--- DATA EXTRACTS Enclosed Below ---
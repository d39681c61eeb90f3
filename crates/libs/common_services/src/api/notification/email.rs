use crate::api::notification::error::NotificationError;
use crate::api::notification::templates::RenderedEmail;
use crate::database::notification::{EmailNotification, NewEmailNotification};
use crate::database::notification_store::NotificationStore;
use crate::email_transport::{EmailTransport, OutgoingEmail};
use app_state::NotificationSettings;
use chrono::Utc;
use sqlx::SqlitePool;
use std::sync::Arc;
use tracing::{info, instrument, warn};
use uuid::Uuid;

/// Who an email goes to, and what it is about.
#[derive(Debug, Clone, Default)]
pub struct EmailRecipient {
    pub email: String,
    pub name: String,
    pub user_id: Option<i64>,
    pub album_id: Option<String>,
    pub upload_id: Option<String>,
}

/// Records outbound emails and hands them to the configured transport.
#[derive(Clone)]
pub struct EmailDispatcher {
    transport: Arc<dyn EmailTransport>,
    from_address: String,
    from_name: String,
    max_retries: i32,
}

impl EmailDispatcher {
    #[must_use]
    pub fn new(transport: Arc<dyn EmailTransport>, settings: &NotificationSettings) -> Self {
        Self {
            transport,
            from_address: settings.from_address.clone(),
            from_name: settings.from_name.clone(),
            max_retries: settings.email_max_retries.max(0),
        }
    }

    /// Queues an email as pending, then attempts delivery right away.
    /// A failed attempt is recorded on the row, not returned as an error.
    #[instrument(skip(self, pool, content), fields(to = %recipient.email))]
    pub async fn queue_and_send(
        &self,
        pool: &SqlitePool,
        recipient: EmailRecipient,
        content: RenderedEmail,
    ) -> Result<EmailNotification, NotificationError> {
        let new_email = NewEmailNotification {
            recipient_email: recipient.email,
            recipient_name: recipient.name,
            recipient_user_id: recipient.user_id,
            subject: content.subject,
            html_content: content.html,
            text_content: content.text,
            album_id: recipient.album_id,
            upload_id: recipient.upload_id,
            template_id: content.template_id,
            max_retries: self.max_retries,
        };
        let id = Uuid::new_v4().to_string();
        let email = NotificationStore::insert_email(pool, &id, &new_email, Utc::now()).await?;
        self.deliver(pool, email).await
    }

    /// Sends one email through the transport and stores the outcome.
    pub async fn deliver(
        &self,
        pool: &SqlitePool,
        mut email: EmailNotification,
    ) -> Result<EmailNotification, NotificationError> {
        let outgoing = OutgoingEmail {
            from_address: self.from_address.clone(),
            from_name: self.from_name.clone(),
            to_address: email.recipient_email.clone(),
            to_name: email.recipient_name.clone(),
            subject: email.subject.clone(),
            html: email.html_content.clone(),
            text: email.text_content.clone(),
        };

        match self.transport.send(&outgoing).await {
            Ok(()) => {
                email.mark_sent(Utc::now());
                info!("Sent email {} to {}", email.id, email.recipient_email);
            }
            Err(e) => {
                email.mark_failed(&e.to_string(), Utc::now());
                warn!(
                    "Email {} to {} failed (attempt {}): {e}",
                    email.id, email.recipient_email, email.retry_count
                );
            }
        }

        NotificationStore::save_delivery_state(pool, &email).await?;
        Ok(email)
    }
}
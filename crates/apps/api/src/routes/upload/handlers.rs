use crate::api_state::ApiContext;
use crate::auth::middlewares::optional_user::OptionalUser;
use axum::body::Body;
use axum::extract::{Multipart, Path, Query, State};
use axum::http::{HeaderValue, StatusCode, header};
use axum::response::Response;
use axum::{Extension, Json};
use color_eyre::eyre::Report;
use common_services::api::album::interfaces::{AccessCodeParams, AlbumIdParams};
use common_services::api::upload::error::UploadError;
use common_services::api::upload::interfaces::{
    AlbumUploadParams, IncomingFile, UpdateUploadRequest, UploadDetailResponse, UploadForm,
    UploadListFilter, UploadReceipt, UploadResponse, UploadStatsResponse, UploadSummary,
    UploaderInfo,
};
use common_services::api::upload::service::{
    Submission, delete_upload, get_upload, get_upload_stats, list_uploads, open_download,
    submit_upload, update_upload,
};
use common_services::database::app_user::User;
use tokio_util::codec::{BytesCodec, FramedRead};
use tracing::{debug, instrument};

/// Reads the guest upload form. Unknown fields are ignored.
async fn read_upload_form(
    mut multipart: Multipart,
) -> Result<(UploaderInfo, IncomingFile), UploadError> {
    let bad_form = |e: axum::extract::multipart::MultipartError| {
        UploadError::BadRequest(format!("invalid multipart body: {e}"))
    };

    let mut info = UploaderInfo::default();
    let mut file = None;
    while let Some(field) = multipart.next_field().await.map_err(bad_form)? {
        let name = field.name().unwrap_or_default().to_owned();
        match name.as_str() {
            "file" => {
                let filename = field.file_name().map(ToOwned::to_owned);
                let data = field.bytes().await.map_err(bad_form)?;
                file = Some(IncomingFile { filename, data });
            }
            "uploader_name" => info.uploader_name = field.text().await.map_err(bad_form)?,
            "uploader_email" => info.uploader_email = field.text().await.map_err(bad_form)?,
            "uploader_phone" => info.uploader_phone = field.text().await.map_err(bad_form)?,
            "caption" => info.caption = field.text().await.map_err(bad_form)?,
            "message" => info.message = field.text().await.map_err(bad_form)?,
            other => debug!("Ignoring unknown upload form field '{other}'"),
        }
    }

    let file = file.ok_or_else(|| UploadError::BadRequest("no file provided".into()))?;
    Ok((info, file))
}

/// Upload a file to an album, as a guest.
///
/// No account is needed, the access code is enough. When a bearer token is
/// sent, the upload is attributed to that user.
#[utoipa::path(
    post,
    path = "/upload/{access_code}",
    tag = "Upload",
    params(AccessCodeParams),
    request_body(content = UploadForm, content_type = "multipart/form-data"),
    responses(
        (status = 201, description = "File accepted.", body = UploadReceipt),
        (status = 400, description = "The album's upload rules rejected the file."),
        (status = 404, description = "No album with this access code."),
        (status = 429, description = "Too many uploads from this address."),
    )
)]
#[instrument(skip(context, user, multipart))]
pub async fn submit_upload_handler(
    State(context): State<ApiContext>,
    Extension(OptionalUser(user)): Extension<OptionalUser>,
    Path(params): Path<AccessCodeParams>,
    multipart: Multipart,
) -> Result<(StatusCode, Json<UploadReceipt>), UploadError> {
    let (info, file) = read_upload_form(multipart).await?;
    let receipt = submit_upload(
        &context.pool,
        &context.settings,
        context.blobs.as_ref(),
        &context.mailer,
        &params.access_code,
        Submission {
            uploader: user,
            info,
            file,
        },
    )
    .await?;
    Ok((StatusCode::CREATED, Json(receipt)))
}

/// List an album's uploads. Only moderators see pending and rejected files.
#[utoipa::path(
    get,
    path = "/albums/{album_id}/uploads",
    tag = "Upload",
    params(AlbumIdParams, UploadListFilter),
    responses(
        (status = 200, description = "Uploads of the album.", body = Vec<UploadSummary>),
        (status = 404, description = "Album not found or not visible to the user."),
    ),
    security(("bearer_auth" = []))
)]
pub async fn list_uploads_handler(
    State(context): State<ApiContext>,
    Extension(user): Extension<User>,
    Path(params): Path<AlbumIdParams>,
    Query(filter): Query<UploadListFilter>,
) -> Result<Json<Vec<UploadSummary>>, UploadError> {
    let uploads = list_uploads(
        &context.pool,
        &context.settings,
        &params.album_id,
        &user,
        filter,
    )
    .await?;
    Ok(Json(uploads))
}

/// Upload totals and a per-file-type breakdown. Moderators only.
#[utoipa::path(
    get,
    path = "/albums/{album_id}/uploads/stats",
    tag = "Upload",
    params(AlbumIdParams),
    responses(
        (status = 200, description = "Upload statistics.", body = UploadStatsResponse),
        (status = 403, description = "The user does not moderate this album."),
        (status = 404, description = "Album not found or not visible to the user."),
    ),
    security(("bearer_auth" = []))
)]
pub async fn get_upload_stats_handler(
    State(context): State<ApiContext>,
    Extension(user): Extension<User>,
    Path(params): Path<AlbumIdParams>,
) -> Result<Json<UploadStatsResponse>, UploadError> {
    Ok(Json(
        get_upload_stats(&context.pool, &params.album_id, &user).await?,
    ))
}

/// Get one upload. Counts as a view.
#[utoipa::path(
    get,
    path = "/albums/{album_id}/uploads/{upload_id}",
    tag = "Upload",
    params(AlbumUploadParams),
    responses(
        (status = 200, description = "The upload.", body = UploadDetailResponse),
        (status = 404, description = "Upload not found or not visible to the user."),
    ),
    security(("bearer_auth" = []))
)]
pub async fn get_upload_handler(
    State(context): State<ApiContext>,
    Extension(user): Extension<User>,
    Path(params): Path<AlbumUploadParams>,
) -> Result<Json<UploadDetailResponse>, UploadError> {
    let upload = get_upload(
        &context.pool,
        &context.settings,
        &params.album_id,
        &params.upload_id,
        &user,
    )
    .await?;
    Ok(Json(upload))
}

/// Edit an upload's caption or message. Moderators only.
#[utoipa::path(
    put,
    path = "/albums/{album_id}/uploads/{upload_id}",
    tag = "Upload",
    params(AlbumUploadParams),
    request_body = UpdateUploadRequest,
    responses(
        (status = 200, description = "The updated upload.", body = UploadResponse),
        (status = 403, description = "The user does not moderate this album."),
        (status = 404, description = "Upload not found or not visible to the user."),
    ),
    security(("bearer_auth" = []))
)]
#[instrument(skip(context, user, payload), fields(user_id = user.id))]
pub async fn update_upload_handler(
    State(context): State<ApiContext>,
    Extension(user): Extension<User>,
    Path(params): Path<AlbumUploadParams>,
    Json(payload): Json<UpdateUploadRequest>,
) -> Result<Json<UploadResponse>, UploadError> {
    let upload = update_upload(
        &context.pool,
        &context.settings,
        &params.album_id,
        &params.upload_id,
        &user,
        payload,
    )
    .await?;
    Ok(Json(upload))
}

/// Delete an upload and its files. Moderators only.
#[utoipa::path(
    delete,
    path = "/albums/{album_id}/uploads/{upload_id}",
    tag = "Upload",
    params(AlbumUploadParams),
    responses(
        (status = 204, description = "Upload deleted."),
        (status = 403, description = "The user does not moderate this album."),
        (status = 404, description = "Upload not found or not visible to the user."),
    ),
    security(("bearer_auth" = []))
)]
#[instrument(skip(context, user), fields(user_id = user.id))]
pub async fn delete_upload_handler(
    State(context): State<ApiContext>,
    Extension(user): Extension<User>,
    Path(params): Path<AlbumUploadParams>,
) -> Result<StatusCode, UploadError> {
    delete_upload(
        &context.pool,
        context.blobs.as_ref(),
        &params.album_id,
        &params.upload_id,
        &user,
    )
    .await?;
    Ok(StatusCode::NO_CONTENT)
}

/// Download the original file. Counts as a download on the upload and its album.
#[utoipa::path(
    get,
    path = "/albums/{album_id}/uploads/{upload_id}/download",
    tag = "Upload",
    params(AlbumUploadParams),
    responses(
        (status = 200, description = "The original file.", content_type = "application/octet-stream"),
        (status = 404, description = "Upload not found or not visible to the user."),
    ),
    security(("bearer_auth" = []))
)]
#[instrument(skip(context, user), fields(user_id = user.id))]
pub async fn download_upload_handler(
    State(context): State<ApiContext>,
    Extension(user): Extension<User>,
    Path(params): Path<AlbumUploadParams>,
) -> Result<Response, UploadError> {
    let (upload, file) = open_download(
        &context.pool,
        context.blobs.as_ref(),
        &params.album_id,
        &params.upload_id,
        &user,
    )
    .await?;

    let body = Body::from_stream(FramedRead::new(file, BytesCodec::new()));
    let disposition = format!(
        "attachment; filename=\"{}\"",
        upload.original_filename.replace('"', "")
    );
    let disposition_header = HeaderValue::from_str(&disposition)
        .unwrap_or(HeaderValue::from_static("attachment"));

    Ok(Response::builder()
        .status(StatusCode::OK)
        .header(header::CONTENT_TYPE, upload.mime_type.as_str())
        .header(header::CONTENT_DISPOSITION, disposition_header)
        .body(body)
        .map_err(|e| Report::new(e).wrap_err("Failed to build response"))?)
}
--- End of Enclosed DATA EXTRACTS ---
(WHAT YOU SHOULD DO): Going through the data above, count each line that contains "crates" and give only that figure.

(SOLUTION FOR THIS TASK): 2